A Multilingual and Multi-Scenario Benchmark with Cognition–Perception–Reasoning Guided Text-Image Machine Translation
中文版 • Paper • GitHub • HuggingFace
MMTIT-Bench is a human-verified benchmark for end-to-end Text-Image Machine Translation (TIMT). It contains 1,400 images spanning 14 non-English and non-Chinese languages across diverse real-world scenarios, with bilingual (Chinese & English) translation annotations.
We also propose CPR-Trans (Cognition–Perception–Reasoning for Translation), a reasoning-oriented data paradigm that unifies scene cognition, text perception, and translation reasoning within a structured chain-of-thought framework.
| Item | Details |
|---|---|
| Total Images | 1,400 |
| Languages | 14 (AR, DE, ES, FR, ID, IT, JA, KO, MS, PT, RU, TH, TR, VI) |
| Translation Directions | Other→Chinese, Other→English |
| Scenarios | Documents, Menus, Books, Attractions, Posters, Commodities, etc. |
| Annotation | Human-verified OCR + Bilingual translations |
MMTIT-Bench/
├── README.md
├── README_ZH.md
├── annotation.jsonl # Benchmark annotations
├── images.zip # Benchmark images
├── eval_comet_demo.py # COMET evaluation script
└── prediction_demo.jsonl # Example prediction file
Each line is a JSON object:
{
"image_id": "Korea_Menu_20843.jpg",
"parsing_anno": "멜로우스트리트\n\n위치: 서울특별시 관악구...",
"translation_zh": "梅尔街\n\n位置:首尔特别市 冠岳区...",
"translation_en": "Mellow Street\n\nLocation: 1st Floor, 104 Gwanak-ro..."
}| Field | Description |
|---|---|
image_id |
Image filename, formatted as {Language}_{Scenario}_{ID}.jpg |
parsing_anno |
OCR text parsing annotation (source language) |
translation_zh |
Chinese translation |
translation_en |
English translation |
Your prediction file should be a JSONL with the following fields:
{"image_id": "Korea_Menu_20843.jpg", "pred": "Your model's translation output"}We use COMET (Unbabel/wmt22-comet-da) as the rule-based evaluation metric.

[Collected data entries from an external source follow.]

//! 128-bit identifier encoding
//!
//! Identifiers travel as two big-endian 64-bit integers, least-significant
//! half first. The textual form is the canonical hyphenated UUID string.

use bytes::{Buf, BufMut};
use uuid::Uuid;

use super::codec::{need, CodecError};

/// Split an identifier into its `(lo, hi)` wire halves
pub fn split(id: &Uuid) -> (i64, i64) {
    let (hi, lo) = id.as_u64_pair();
    (lo as i64, hi as i64)
}

/// Rebuild an identifier from its `(lo, hi)` wire halves
pub fn join(lo: i64, hi: i64) -> Uuid {
    Uuid::from_u64_pair(hi as u64, lo as u64)
}

/// Write an identifier as two longs
pub fn put_id(buf: &mut impl BufMut, id: &Uuid) {
    let (lo, hi) = split(id);
    buf.put_i64(lo);
    buf.put_i64(hi);
}

/// Read an identifier written by [`put_id`]
pub fn get_id(buf: &mut impl Buf) -> Result<Uuid, CodecError> {
    need(buf, 16)?;
    let lo = buf.get_i64();
    let hi = buf.get_i64();
    Ok(join(lo, hi))
}

/// Write an optional identifier, the nil id standing in for `None`
pub fn put_opt_id(buf: &mut impl BufMut, id: Option<&Uuid>) {
    put_id(buf, id.unwrap_or(&Uuid::nil()));
}

/// Read an identifier written by [`put_opt_id`]
pub fn get_opt_id(buf: &mut impl Buf) -> Result<Option<Uuid>, CodecError> {
    let id = get_id(buf)?;
    Ok((!id.is_nil()).then_some(id))
}

#[cfg(test)]
mod tests {
    use super::*;
    use bytes::BytesMut;

    /// Character offsets at which hyphens go back into a 32-digit hex id
    const HYPHEN_OFFSETS: [usize; 4] = [8, 12, 16, 20];

    #[derive(Debug, PartialEq, Eq)]
    enum IdError {
        BadLength(usize),
        BadDigit(char),
    }

    fn to_hex(id: &Uuid) -> String {
        let (lo, hi) = split(id);
        format!("{:016x}{:016x}", hi as u64, lo as u64)
    }

    /// Rebuild the `8-4-4-4-12` form by hand, as a check on the halves
    fn hyphenate(hex: &str) -> Result<String, IdError> {
        if hex.len() != 32 {
            return Err(IdError::BadLength(hex.len()));
        }
        if let Some(c) = hex.chars().find(|c| !c.is_ascii_hexdigit()) {
            return Err(IdError::BadDigit(c));
        }

        let hex = hex.to_ascii_lowercase();
        let mut out = String::with_capacity(36);
        let mut start = 0;
        for offset in HYPHEN_OFFSETS {
            out.push_str(&hex[start..offset]);
            out.push('-');
            start = offset;
        }
        out.push_str(&hex[start..]);
        Ok(out)
    }

    fn canonical_from_halves(lo: i64, hi: i64) -> String {
        hyphenate(&format!("{:016x}{:016x}", hi as u64, lo as u64)).unwrap()
    }

    #[test]
    fn test_halves_roundtrip() {
        for _ in 0..64 {
            let id = Uuid::new_v4();
            let (lo, hi) = split(&id);
            assert_eq!(join(lo, hi), id);
            assert_eq!(canonical_from_halves(lo, hi), id.hyphenated().to_string());
        }
    }

    #[test]
    fn test_extreme_values() {
        let max = Uuid::from_u128(u128::MAX);
        let (lo, hi) = split(&max);
        assert_eq!(lo, -1);
        assert_eq!(hi, -1);
        assert_eq!(canonical_from_halves(lo, hi), "ffffffff-ffff-ffff-ffff-ffffffffffff");
        assert_eq!(canonical_from_halves(0, 0), Uuid::nil().to_string());
    }

    #[test]
    fn test_hyphenate() {
        let id: Uuid = "67e55044-10b1-426f-9247-bb680e5fe0c8".parse().unwrap();
        let hex = to_hex(&id);
        assert_eq!(hex, "67e5504410b1426f9247bb680e5fe0c8");
        assert_eq!(hyphenate(&hex).unwrap(), id.to_string());
        assert_eq!(hyphenate("67E5504410B1426F9247BB680E5FE0C8").unwrap(), id.to_string());
    }

    #[test]
    fn test_hyphenate_rejects_bad_input() {
        assert_eq!(hyphenate("abc"), Err(IdError::BadLength(3)));
        assert_eq!(
            hyphenate("zze5504410b1426f9247bb680e5fe0c8"),
            Err(IdError::BadDigit('z'))
        );
    }

    #[test]
    fn test_wire_order_is_low_then_high() {
        let id = Uuid::from_u64_pair(0x0102030405060708, 0x1112131415161718);
        let mut buf = BytesMut::new();
        put_id(&mut buf, &id);
        assert_eq!(&buf[..8], &[0x11, 0x12, 0x13, 0x14, 0x15, 0x16, 0x17, 0x18]);
        assert_eq!(&buf[8..], &[0x01, 0x02, 0x03, 0x04, 0x05, 0x06, 0x07, 0x08]);

        let mut bytes = buf.freeze();
        assert_eq!(get_id(&mut bytes).unwrap(), id);
    }

    #[test]
    fn test_truncated_id() {
        let mut bytes = bytes::Bytes::from_static(&[0u8; 10]);
        assert!(matches!(get_id(&mut bytes), Err(CodecError::Incomplete)));
    }

    #[test]
    fn test_optional_id() {
        let mut buf = BytesMut::new();
        put_opt_id(&mut buf, None);
        let id = Uuid::new_v4();
        put_opt_id(&mut buf, Some(&id));

        let mut bytes = buf.freeze();
        assert_eq!(get_opt_id(&mut bytes).unwrap(), None);
        assert_eq!(get_opt_id(&mut bytes).unwrap(), Some(id));
    }
}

pip install unbabel-comet# Other → Chinese
python eval_comet_demo.py \
--prediction your_prediction.jsonl \
--annotation annotation.jsonl \
--direction other2zh \
--batch_size 16 --gpus 0
# Other → English
python eval_comet_demo.py \
--prediction your_prediction.jsonl \
--annotation annotation.jsonl \
--direction other2en \
--batch_size 16 --gpus 1| Argument | Default | Description |
|---|---|---|
--prediction |
(required) | Path to your prediction JSONL |
--annotation |
annotation.jsonl |
Path to benchmark annotations |
--direction |
(required) | other2zh or other2en |
--batch_size |
16 |
Batch size for inference |
--gpus |
0 |
Number of GPUs (0 = CPU) |
--output |
comet_results_{direction}.jsonl |
Output path for per-sample scores |
@misc{li2026mmtitbench,
title={MMTIT-Bench: A Multilingual and Multi-Scenario Benchmark with Cognition-Perception-Reasoning Guided Text-Image Machine Translation},
author={Gengluo Li and Chengquan Zhang and Yupu Liang and Huawen Shen and Yaping Zhang and Pengyuan Lyu and Weinong Wang and Xingyu Wan and Gangyan Zeng and Han Hu and Can Ma and Yu Zhou},
year={2026},
journal={arXiv preprint arXiv:2603.23896},
url={https://arxiv.org/abs/2603.23896},
}This benchmark is released for research purposes only.